Abstract

Optical communication with high photon-efficiency (many bits/photon) and high spectral efficiency (SE) (many bits/s-Hz) cannot be achieved unless multiple spatial modes are employed. For vacuum propagation, it is known that achieving 10 bits/photon and 5 bits/s-Hz requires 189 low-loss spatial modes at the ultimate Holevo limit and 4500 such modes at the Shannon limit for on-off keying with direct detection. For terrestrial propagation paths, however, atmospheric turbulence corrupts multiple spatial-mode operation. This paper derives power-transmissivity bounds and average intermodal crosstalks for the turbulent channel that depend solely on the mutual coherence function of the atmospheric Green's function.
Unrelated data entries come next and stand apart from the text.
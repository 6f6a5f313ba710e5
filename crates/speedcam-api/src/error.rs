//! # API Error Types
//!
//! Unified error handling for the REST layer.

use axum::extract::rejection::JsonRejection;
use axum::http::StatusCode;
use axum::response::{IntoResponse, Response};
use speedcam_store::StoreError;
use thiserror::Error;

/// API-level errors
#[derive(Debug, Error)]
pub enum ApiError {
    #[error("Invalid input: {0}")]
    InvalidInput(String),

    #[error(transparent)]
    Store(#[from] StoreError),
}

impl ApiError {
    /// Get HTTP status code for this error
    pub fn status_code(&self) -> StatusCode {
        match self {
            Self::InvalidInput(_) | Self::Store(StoreError::Validation(_)) => {
                StatusCode::BAD_REQUEST
            }
            Self::Store(_) => StatusCode::INTERNAL_SERVER_ERROR,
        }
    }

    /// Get machine-readable error code
    pub fn error_code(&self) -> &'static str {
        match self {
            Self::InvalidInput(_) => "INVALID_INPUT",
            Self::Store(StoreError::Validation(_)) => "VALIDATION_FAILED",
            Self::Store(_) => "STORE_ERROR",
        }
    }
}

impl From<JsonRejection> for ApiError {
    fn from(rejection: JsonRejection) -> Self {
        Self::InvalidInput(rejection.body_text())
    }
}

impl IntoResponse for ApiError {
    fn into_response(self) -> Response {
        let status = self.status_code();
        if status.is_server_error() {
            tracing::error!(error = %self, "Request failed");
        } else {
            tracing::debug!(error = %self, "Request rejected");
        }

        let body = serde_json::json!({
            "error": self.to_string(),
            "code": self.error_code(),
        });

        (status, axum::Json(body)).into_response()
    }
}

/// Result type alias for API operations
pub type ApiResult<T> = Result<T, ApiError>;
//! Spherical-earth geodesy.

use speedcam_domain::GeoPoint;

/// Mean Earth radius in meters.
pub const EARTH_RADIUS_M: f64 = 6_371_000.0;

/// Wrap an angle into `[0, 360)`. NaN stays NaN.
#[must_use]
pub fn normalize_degrees(deg: f64) -> f64 {
    let wrapped = deg.rem_euclid(360.0);
    // rem_euclid can round tiny negatives up to exactly 360
    if wrapped >= 360.0 { 0.0 } else { wrapped }
}

/// Wrap an angle into `(-180, 180]`.
#[must_use]
pub fn normalize_relative(deg: f64) -> f64 {
    let wrapped = normalize_degrees(deg);
    if wrapped > 180.0 { wrapped - 360.0 } else { wrapped }
}

/// Great-circle distance in meters (haversine).
#[must_use]
pub fn distance_meters(a: GeoPoint, b: GeoPoint) -> f64 {
    let phi1 = a.latitude.to_radians();
    let phi2 = b.latitude.to_radians();
    let d_phi = (b.latitude - a.latitude).to_radians();
    let d_lambda = (b.longitude - a.longitude).to_radians();

    let h = (d_phi / 2.0).sin().powi(2) + phi1.cos() * phi2.cos() * (d_lambda / 2.0).sin().powi(2);
    let c = 2.0 * h.sqrt().atan2((1.0 - h).sqrt());

    EARTH_RADIUS_M * c
}

/// Initial great-circle bearing from `a` to `b`, degrees in `[0, 360)`.
#[must_use]
pub fn initial_bearing_degrees(a: GeoPoint, b: GeoPoint) -> f64 {
    let phi1 = a.latitude.to_radians();
    let phi2 = b.latitude.to_radians();
    let d_lambda = (b.longitude - a.longitude).to_radians();

    let y = d_lambda.sin() * phi2.cos();
    let x = phi1.cos() * phi2.sin() - phi1.sin() * phi2.cos() * d_lambda.cos();

    normalize_degrees(y.atan2(x).to_degrees())
}

/// Point reached by travelling `distance_m` along a great circle starting
/// at `bearing_deg`.
#[must_use]
pub fn destination_point(origin: GeoPoint, distance_m: f64, bearing_deg: f64) -> GeoPoint {
    let delta = distance_m / EARTH_RADIUS_M;
    let theta = bearing_deg.to_radians();
    let phi1 = origin.latitude.to_radians();
    let lambda1 = origin.longitude.to_radians();

    let phi2 = (phi1.sin() * delta.cos() + phi1.cos() * delta.sin() * theta.cos()).asin();
    let lambda2 = lambda1
        + (theta.sin() * delta.sin() * phi1.cos()).atan2(delta.cos() - phi1.sin() * phi2.sin());

    GeoPoint::new(phi2.to_degrees(), lambda2.to_degrees())
}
These statistics are then evaluated for ~ 200 spatial-mode systems whose transmitters use either focused-beam, Hermite-Gaussian (HG), or Laguerre-Gaussian (LG) modes and whose receivers either do or do not employ adaptive optics. It is shown that: (1) adaptive optics are not necessary for achieving both high photon information efficiency (PIE) and high SE; (2) systems employing HG or LG modes achieve the same capacities through turbulence; and (3) the orbital angular momentum carried by LG modes does not provide turbulence immunity. In the companion paper [N. Chandrasekaran, J. H. Shapiro, and L. Wang, “Photon Information Efficient Communication Through Atmospheric Turbulence-Part II: Bounds on Ergodic Classical and Private Capacities,” J. Lightw. Technol., vol. 32, no. 6, pp. 1088-1097, Mar. 2014], the transmissivity bounds are used to quantify the turbulence-induced loss in PIE versus SE performance for these mode sets.